For others embarking on a vegan journey, Just remember to have fun and it’s a love affair to take care of the wise body you live in. Take care of it and it takes care of you. We live in this body. It is our home and I always feel when you take care of a body as a home rather than just as a house, it lights up and the love unfolds.
Here is a recipe that I have developed in line with what Navanita says she has for breakfast. It is very nourishing and will keep you warm all day during winter. And if you have a little bit of time, I would love to hear from you on how you listen to your body in regards to food. What foods make your body happy and what foods make your body struggle.
Serving size is for 2 or 3 people
1/2 cup basmati rice (you can use quinoa or millet)
2 cups boiled filtered water
1/2 cup sprouted legumes (I used a mix of mung adzuki and beluga)
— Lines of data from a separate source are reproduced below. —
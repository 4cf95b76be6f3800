//! Login Form Engine
//!
//! Validation and submission logic for a login screen with an e-mail field,
//! a password field, a submit button and a message label.
//!
//! This library provides:
//! - Validation messages and submit gating derived from the field values
//! - A simulated authentication check run on submit
//! - An observable engine that publishes derived state to listeners
//! - A script-driven presentation shim and its configuration

pub mod auth;
pub mod config;
pub mod form;
pub mod script;
pub mod shim;
pub mod validation;

// Re-exports for a flat public API
pub use auth::{AuthError, AuthOutcome, Authenticator, Credentials, StaticAuthenticator};
pub use config::Config;
pub use form::{EngineOutput, FormEngine, InputState, Phase, SubmissionResult, Subscription};
pub use script::{parse_line, parse_script, InputEvent};
pub use validation::{validate, EmailValidator, ValidationResult};
//! Login Form
//!
//! The engine that owns the field values and publishes derived state.

pub mod engine;
pub mod observer;
pub mod state;

pub use engine::{FormEngine, DEFAULT_FAILURE_MESSAGE};
pub use observer::Subscription;
pub use state::{EngineOutput, InputState, Phase, SubmissionResult};
use openwf::prelude::*;
use openwf::preproc::{GeoModel, OutputFormat};
use openwf::StrError;
use structopt::StructOpt;
use tracing::info;

/// Command line options
#[derive(StructOpt, Debug)]
#[structopt(
    name = "openwf_export",
    about = "Generates a SHEMAT-Suite input file from a geological model"
)]
struct Options {
    /// JSON file with the geological model (grid, lithology block, topography mask)
    model: String,

    /// JSON file with the petrophysical parameters of the units
    #[structopt(long)]
    units: Option<String>,

    /// Directory where the input file is saved
    #[structopt(long, default_value = "/tmp/openwf/results")]
    out_dir: String,

    /// Name of the input file
    #[structopt(long, default_value = "geo_model_SHEMAT_input_erode")]
    filename: String,

    /// Output formats written by SHEMAT-Suite
    #[structopt(long, use_delimiter = true, default_value = "vtk,hdf")]
    output: Vec<OutputFormat>,

    /// Couple heat transport with groundwater flow
    #[structopt(long)]
    coupled: bool,

    /// Basal heat flow in W/m²
    #[structopt(long, default_value = "0.07")]
    basal_heat_flow: f64,

    /// Lateral boundary conditions (closed or open)
    #[structopt(long, default_value = "closed")]
    lateral: LateralBoundaries,

    /// File with the head boundary condition records
    #[structopt(long)]
    head_bcs: Option<String>,

    /// File with the top temperature boundary condition records
    #[structopt(long)]
    temp_bcs: Option<String>,

    /// File with the basal heat-flow values
    #[structopt(long)]
    heat_flow_bcs: Option<String>,

    /// File with the observed data
    #[structopt(long)]
    data: Option<String>,
}

fn main() -> Result<(), StrError> {
    tracing_subscriber::fmt()
        .with_env_filter(
            tracing_subscriber::EnvFilter::try_from_default_env()
                .unwrap_or_else(|_| tracing_subscriber::EnvFilter::new("info")),
        )
        .init();

    // parse options
    let options = Options::from_args();

    // configuration
    let mut config = ExportConfig::new();
    config
        .set_output(&options.output)?
        .set_conduction_only(!options.coupled)?
        .set_basal_heat_flow(options.basal_heat_flow)?
        .set_lateral_boundaries(options.lateral)?
        .set_out_dir(&options.out_dir)?
        .set_filename(&options.filename)?;
    info!("{}", config);

    // load data
    let model = GeoModel::read_json(&options.model)?;
    let grid = model.grid()?;
    let liths = model.liths()?;
    let units = match &options.units {
        Some(path) => Some(UnitTable::read_json(path)?),
        None => None,
    };

    // assemble input file
    let mut input = ShematInput::new(grid, &liths, &config)?;
    let names: Vec<&str> = model.unit_names.iter().map(|s| s.as_str()).collect();
    input.set_unit_names(&names);
    if let Some(table) = &units {
        input.set_units(table);
    }
    if let Some(path) = &options.head_bcs {
        input.set_head_bcs_file(path)?;
    }
    if let Some(path) = &options.temp_bcs {
        input.set_top_temp_bcs_file(path)?;
    }
    if let Some(path) = &options.heat_flow_bcs {
        input.set_heat_flow_bcs_file(path)?;
    }
    if let Some(path) = &options.data {
        input.set_data_file(path)?;
    }
    let path = input.write()?;

    // message
    let thin_line = format!("{:─^1$}", "", path.len());
    println!("\n\n{}", thin_line);
    println!("SHEMAT-Suite input file generated:");
    println!("{}", path);
    println!("{}\n\n", thin_line);
    Ok(())
}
1 head broccoli cut into florets
big sprinkling of hemp seeds
1 tbsp miso
1/2 tsp of umeboshi plum vinegar
salt to taste
cayenne pepper (optional)
Place the basmati rice, boiling water, a sprinkling of salt and the broccoli in a saucepan and bring to the boil. Turn down to simmer for approx 10 minutes or until rice is cooked. Take out some of the liquid and mix in with the miso in a bowl until miso becomes dissolved, then add to the saucepan, keep simmering and add the umeboshi plum vinegar and sprouted legumes. Taste and add more salt if needed. Serve in a bowl and sprinkle on hemp seeds, cayenne pepper if you want a bit extra vitamin C and a bit of a kick heat-wise.